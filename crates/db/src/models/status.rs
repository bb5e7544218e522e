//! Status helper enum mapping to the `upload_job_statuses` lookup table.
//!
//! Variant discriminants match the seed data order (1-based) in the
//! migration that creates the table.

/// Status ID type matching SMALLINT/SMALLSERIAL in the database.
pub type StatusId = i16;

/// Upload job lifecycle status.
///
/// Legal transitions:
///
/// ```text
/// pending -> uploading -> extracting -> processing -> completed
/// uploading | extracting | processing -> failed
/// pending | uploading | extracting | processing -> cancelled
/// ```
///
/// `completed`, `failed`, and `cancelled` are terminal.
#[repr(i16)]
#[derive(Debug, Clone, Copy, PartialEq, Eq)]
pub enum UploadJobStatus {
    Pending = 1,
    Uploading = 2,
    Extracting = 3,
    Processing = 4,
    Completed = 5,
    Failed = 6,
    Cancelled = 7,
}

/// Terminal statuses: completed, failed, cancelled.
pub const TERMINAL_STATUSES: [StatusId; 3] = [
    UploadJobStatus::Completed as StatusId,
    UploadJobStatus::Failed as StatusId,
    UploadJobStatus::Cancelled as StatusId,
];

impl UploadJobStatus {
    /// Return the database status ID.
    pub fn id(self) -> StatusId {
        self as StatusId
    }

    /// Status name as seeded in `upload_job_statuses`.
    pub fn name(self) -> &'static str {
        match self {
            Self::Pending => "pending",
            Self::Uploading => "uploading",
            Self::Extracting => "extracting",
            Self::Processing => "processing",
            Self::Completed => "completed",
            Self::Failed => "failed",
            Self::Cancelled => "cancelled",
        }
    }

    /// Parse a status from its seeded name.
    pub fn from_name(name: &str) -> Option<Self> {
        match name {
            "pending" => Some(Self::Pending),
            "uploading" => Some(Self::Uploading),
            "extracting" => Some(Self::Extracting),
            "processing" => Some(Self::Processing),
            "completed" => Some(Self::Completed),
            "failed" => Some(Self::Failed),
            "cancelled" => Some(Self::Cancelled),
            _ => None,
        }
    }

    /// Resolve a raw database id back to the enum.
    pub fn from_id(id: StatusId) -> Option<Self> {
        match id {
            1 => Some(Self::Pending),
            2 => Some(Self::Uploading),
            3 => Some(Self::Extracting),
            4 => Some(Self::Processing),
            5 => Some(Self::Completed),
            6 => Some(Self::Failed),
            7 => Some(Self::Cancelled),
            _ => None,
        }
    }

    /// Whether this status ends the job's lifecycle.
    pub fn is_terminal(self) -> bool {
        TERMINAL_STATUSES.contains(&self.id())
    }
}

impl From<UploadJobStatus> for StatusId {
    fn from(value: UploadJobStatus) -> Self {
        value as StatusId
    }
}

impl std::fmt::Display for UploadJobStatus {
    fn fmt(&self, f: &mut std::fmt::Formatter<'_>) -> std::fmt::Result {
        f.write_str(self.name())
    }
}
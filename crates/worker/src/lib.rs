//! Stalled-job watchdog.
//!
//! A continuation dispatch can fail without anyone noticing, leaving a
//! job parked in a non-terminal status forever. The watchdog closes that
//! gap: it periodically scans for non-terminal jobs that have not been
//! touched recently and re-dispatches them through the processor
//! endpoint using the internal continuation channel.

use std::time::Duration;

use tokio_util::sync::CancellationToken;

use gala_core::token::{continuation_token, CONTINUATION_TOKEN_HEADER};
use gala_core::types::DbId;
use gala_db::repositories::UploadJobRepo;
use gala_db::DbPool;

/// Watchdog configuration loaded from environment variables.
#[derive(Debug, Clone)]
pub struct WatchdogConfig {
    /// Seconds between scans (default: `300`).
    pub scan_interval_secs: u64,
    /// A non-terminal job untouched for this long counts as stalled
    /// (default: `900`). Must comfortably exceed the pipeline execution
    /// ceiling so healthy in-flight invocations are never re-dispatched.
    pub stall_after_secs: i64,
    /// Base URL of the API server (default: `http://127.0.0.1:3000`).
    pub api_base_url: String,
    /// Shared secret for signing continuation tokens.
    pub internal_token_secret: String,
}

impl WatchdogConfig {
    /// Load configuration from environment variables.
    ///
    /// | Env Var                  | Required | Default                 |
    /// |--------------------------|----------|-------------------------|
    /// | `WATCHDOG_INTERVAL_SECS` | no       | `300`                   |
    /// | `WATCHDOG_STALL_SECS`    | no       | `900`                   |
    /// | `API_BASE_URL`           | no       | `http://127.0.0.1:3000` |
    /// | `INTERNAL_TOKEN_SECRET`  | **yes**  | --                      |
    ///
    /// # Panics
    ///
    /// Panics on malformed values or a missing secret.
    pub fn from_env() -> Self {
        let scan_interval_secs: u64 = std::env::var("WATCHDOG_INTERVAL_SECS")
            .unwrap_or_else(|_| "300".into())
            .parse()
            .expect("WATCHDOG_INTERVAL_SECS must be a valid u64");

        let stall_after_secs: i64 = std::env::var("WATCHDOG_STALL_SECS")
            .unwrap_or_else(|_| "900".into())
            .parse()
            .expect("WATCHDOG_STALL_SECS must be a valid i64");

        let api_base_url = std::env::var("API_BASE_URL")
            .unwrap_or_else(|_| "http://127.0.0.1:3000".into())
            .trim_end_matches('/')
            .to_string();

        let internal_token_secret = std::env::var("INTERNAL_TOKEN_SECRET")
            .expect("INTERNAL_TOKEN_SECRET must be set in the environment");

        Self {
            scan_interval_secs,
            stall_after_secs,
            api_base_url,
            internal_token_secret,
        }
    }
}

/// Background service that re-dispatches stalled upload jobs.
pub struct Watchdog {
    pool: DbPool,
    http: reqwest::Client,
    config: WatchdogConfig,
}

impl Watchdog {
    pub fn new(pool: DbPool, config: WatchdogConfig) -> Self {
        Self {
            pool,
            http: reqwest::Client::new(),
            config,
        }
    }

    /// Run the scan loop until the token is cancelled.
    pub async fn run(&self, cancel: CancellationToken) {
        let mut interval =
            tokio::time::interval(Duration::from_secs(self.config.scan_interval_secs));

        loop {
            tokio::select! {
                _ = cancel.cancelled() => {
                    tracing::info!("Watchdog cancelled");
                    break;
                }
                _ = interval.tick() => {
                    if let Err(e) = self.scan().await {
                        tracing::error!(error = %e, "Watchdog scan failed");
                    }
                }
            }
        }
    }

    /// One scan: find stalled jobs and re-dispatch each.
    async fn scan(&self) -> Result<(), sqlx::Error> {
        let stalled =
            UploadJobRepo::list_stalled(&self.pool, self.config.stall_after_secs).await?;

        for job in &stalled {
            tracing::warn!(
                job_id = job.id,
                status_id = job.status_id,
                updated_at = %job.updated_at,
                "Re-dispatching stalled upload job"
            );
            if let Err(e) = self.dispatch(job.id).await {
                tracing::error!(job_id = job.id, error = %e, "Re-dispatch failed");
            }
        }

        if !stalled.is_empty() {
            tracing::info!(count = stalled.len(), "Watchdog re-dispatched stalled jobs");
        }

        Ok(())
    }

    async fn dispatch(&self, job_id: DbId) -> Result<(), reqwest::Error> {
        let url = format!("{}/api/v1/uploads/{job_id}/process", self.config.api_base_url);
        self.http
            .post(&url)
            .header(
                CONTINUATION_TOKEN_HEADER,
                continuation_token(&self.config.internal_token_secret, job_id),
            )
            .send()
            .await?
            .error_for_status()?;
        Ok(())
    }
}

..........

WHAT THE TASK REQUIRES → Looking at the data above, show all lines where the word "StatusId" occurs.

TASK OUTPUT →
pub type StatusId = i16;
pub const TERMINAL_STATUSES: [StatusId; 3] = [
    UploadJobStatus::Completed as StatusId,
    UploadJobStatus::Failed as StatusId,
    UploadJobStatus::Cancelled as StatusId,
    pub fn id(self) -> StatusId {
        self as StatusId
    pub fn from_id(id: StatusId) -> Option<Self> {
impl From<UploadJobStatus> for StatusId {
        value as StatusId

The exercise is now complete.